-------- Data to use

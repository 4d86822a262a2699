//! Small helpers used across the crate.

use anyhow::{bail, format_err, Error};

use std::fs::File;
use std::io::Write;
use std::os::unix::fs::PermissionsExt;
use std::path::Path;

/// Atomically replace the contents of `path` with `data`.
///
/// The data goes to a process-unique sibling file first and is moved
/// into place, so a crashed writer never leaves a half written file
/// under the final name. Re-replacing an existing path is fine.
pub fn replace_file<P: AsRef<Path>>(
    path: P,
    data: &[u8],
    mode: Option<u32>,
) -> Result<(), Error> {

    let path = path.as_ref();

    let file_name = path
        .file_name()
        .and_then(|name| name.to_str())
        .ok_or_else(|| format_err!("invalid file name {:?}", path))?;
    let dir = path.parent()
        .ok_or_else(|| format_err!("path {:?} has no parent directory", path))?;

    // one writer per process is enough here: the temp backup tree has a
    // single coordinator, and repository files are never written by two
    // backup invocations at once
    let staging = dir.join(format!(".{}.{}", file_name, std::process::id()));

    let write = || -> Result<(), Error> {
        let mut file = File::create(&staging)
            .map_err(|err| format_err!("create {:?} failed - {}", staging, err))?;
        file.write_all(data)
            .map_err(|err| format_err!("write {:?} failed - {}", staging, err))?;
        file.sync_all()
            .map_err(|err| format_err!("fsync {:?} failed - {}", staging, err))?;
        std::fs::set_permissions(
            &staging,
            std::fs::Permissions::from_mode(mode.unwrap_or(0o644)),
        )
        .map_err(|err| format_err!("chmod {:?} failed - {}", staging, err))?;
        std::fs::rename(&staging, path)
            .map_err(|err| format_err!("rename {:?} -> {:?} failed - {}", staging, path, err))?;
        Ok(())
    };

    if let Err(err) = write() {
        let _ = std::fs::remove_file(&staging);
        return Err(err);
    }

    Ok(())
}

/// Render a binary digest as lowercase hex.
pub fn digest_to_hex(digest: &[u8]) -> String {
    let mut hex = String::with_capacity(digest.len() * 2);
    for byte in digest {
        hex.push_str(&format!("{:02x}", byte));
    }
    hex
}

/// Parse an octal permission string like `0600`.
pub fn mode_from_octal(text: &str) -> Result<u32, Error> {
    match u32::from_str_radix(text, 8) {
        Ok(mode) => Ok(mode),
        Err(err) => bail!("invalid permission string '{}' - {}", text, err),
    }
}

/// Render a permission mode as a 4-digit octal string.
pub fn mode_to_octal(mode: u32) -> String {
    format!("{:04o}", mode & 0o7777)
}

#[cfg(test)]
mod test {
    use super::*;

    #[test]
    fn test_replace_file() {
        let dir = tempfile::tempdir().unwrap();
        let path = dir.path().join("target.txt");

        replace_file(&path, b"first", None).unwrap();
        assert_eq!(std::fs::read(&path).unwrap(), b"first");

        // replacing an existing file works and leaves no staging file
        replace_file(&path, b"second", Some(0o600)).unwrap();
        assert_eq!(std::fs::read(&path).unwrap(), b"second");
        assert_eq!(std::fs::read_dir(dir.path()).unwrap().count(), 1);
    }

    #[test]
    fn test_digest_to_hex() {
        assert_eq!(digest_to_hex(&[0u8, 255u8, 16u8]), "00ff10");
    }

    #[test]
    fn test_mode_roundtrip() {
        assert_eq!(mode_to_octal(0o600), "0600");
        assert_eq!(mode_from_octal("0600").unwrap(), 0o600);
        assert_eq!(mode_from_octal("755").unwrap(), 0o755);
        assert!(mode_from_octal("9x").is_err());
    }
}
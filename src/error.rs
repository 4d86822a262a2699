//! Typed error kinds for the backup engine.
//!
//! Most call sites propagate `anyhow::Error`. The kinds below are attached
//! at the raise site whenever a caller (or a test) needs to distinguish the
//! failure class, and can be recovered with `Error::downcast_ref`.

use std::path::PathBuf;

#[derive(thiserror::Error, Debug)]
pub enum BackupError {
    #[error("checksum error: {0}")]
    Checksum(String),

    #[error("configuration error: {0}")]
    Config(String),

    #[error("invalid parameter: {0}")]
    Param(String),

    #[error("path {0:?} is not empty")]
    PathNotEmpty(PathBuf),

    #[error("postmaster.pid exists - is the cluster still running?")]
    PostmasterRunning,

    #[error("protocol error: {0}")]
    Protocol(String),

    #[error("malformed manifest: {0}")]
    MalformedManifest(String),

    #[error("assertion failed: {0}")]
    Assert(String),
}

----------------

_Prompt_
Whenever a line of the records holds the string "Render", pick it out and copy it.

_Solution_
/// Render a binary digest as lowercase hex.
/// Render a permission mode as a 4-digit octal string.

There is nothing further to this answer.